Action item => What you print must match the data line for line.

Records supplied =>
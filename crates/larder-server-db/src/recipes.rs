// Copyright (c) 2025 Geoffrey Huntley <ghuntley@ghuntley.com>. All rights reserved.
// SPDX-License-Identifier: Proprietary

//! Recipe repository for database operations.
//!
//! This module provides database access for recipe management including:
//! - Owner-scoped single-recipe reads
//! - Live-recipe counts (per-user and table-wide)
//! - Paginated and unpaged list reads
//! - Recipe creation with database-stamped timestamps
//! - Updates and soft archiving

use std::sync::OnceLock;

use async_trait::async_trait;
use larder_core::{QueryFilter, Recipe, RecipeCreationInput, RecipeList};
use sqlx::mysql::MySqlPool;

use crate::error::DbError;
use crate::executor::{PoolExecutor, QueryExecutor};
use crate::query::{ComposeError, InsertBuilder, SelectBuilder, SqlStatement, UpdateBuilder};
use crate::value::{DecodeError, SqlRow};

const RECIPES_TABLE: &str = "recipes";

/// Result columns for recipe selects, in canonical order.
///
/// The decoder binds row cells positionally, so selects must request exactly
/// these columns in exactly this order.
const RECIPES_TABLE_COLUMNS: [&str; 9] = [
	"id",
	"name",
	"source",
	"description",
	"inspired_by_recipe_id",
	"created_on",
	"updated_on",
	"archived_on",
	"belongs_to",
];

/// Expression the database evaluates to the current unix time.
const CURRENT_UNIX_TIME_QUERY: &str = "UNIX_TIMESTAMP()";

const COUNT_COLUMN: &str = "COUNT(id)";

/// Statement text for the table-wide live count, built at most once per
/// process.
static ALL_RECIPES_COUNT_QUERY: OnceLock<String> = OnceLock::new();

Answer =>
filename crates/larder-server-db/src/recipes.rs
// Copyright (c) 2025 Geoffrey Huntley <ghuntley@ghuntley.com>. All rights reserved.
// SPDX-License-Identifier: Proprietary

//! Recipe repository for database operations.
//!
//! This module provides database access for recipe management including:
//! - Owner-scoped single-recipe reads
//! - Live-recipe counts (per-user and table-wide)
//! - Paginated and unpaged list reads
//! - Recipe creation with database-stamped timestamps
//! - Updates and soft archiving

use std::sync::OnceLock;

use async_trait::async_trait;
use larder_core::{QueryFilter, Recipe, RecipeCreationInput, RecipeList};
use sqlx::mysql::MySqlPool;

use crate::error::DbError;
use crate::executor::{PoolExecutor, QueryExecutor};
use crate::query::{ComposeError, InsertBuilder, SelectBuilder, SqlStatement, UpdateBuilder};
use crate::value::{DecodeError, SqlRow};

const RECIPES_TABLE: &str = "recipes";

/// Result columns for recipe selects, in canonical order.
///
/// The decoder binds row cells positionally, so selects must request exactly
/// these columns in exactly this order.
const RECIPES_TABLE_COLUMNS: [&str; 9] = [
	"id",
	"name",
	"source",
	"description",
	"inspired_by_recipe_id",
	"created_on",
	"updated_on",
	"archived_on",
	"belongs_to",
];

/// Expression the database evaluates to the current unix time.
const CURRENT_UNIX_TIME_QUERY: &str = "UNIX_TIMESTAMP()";

const COUNT_COLUMN: &str = "COUNT(id)";

/// Statement text for the table-wide live count, built at most once per
/// process.
static ALL_RECIPES_COUNT_QUERY: OnceLock<String> = OnceLock::new();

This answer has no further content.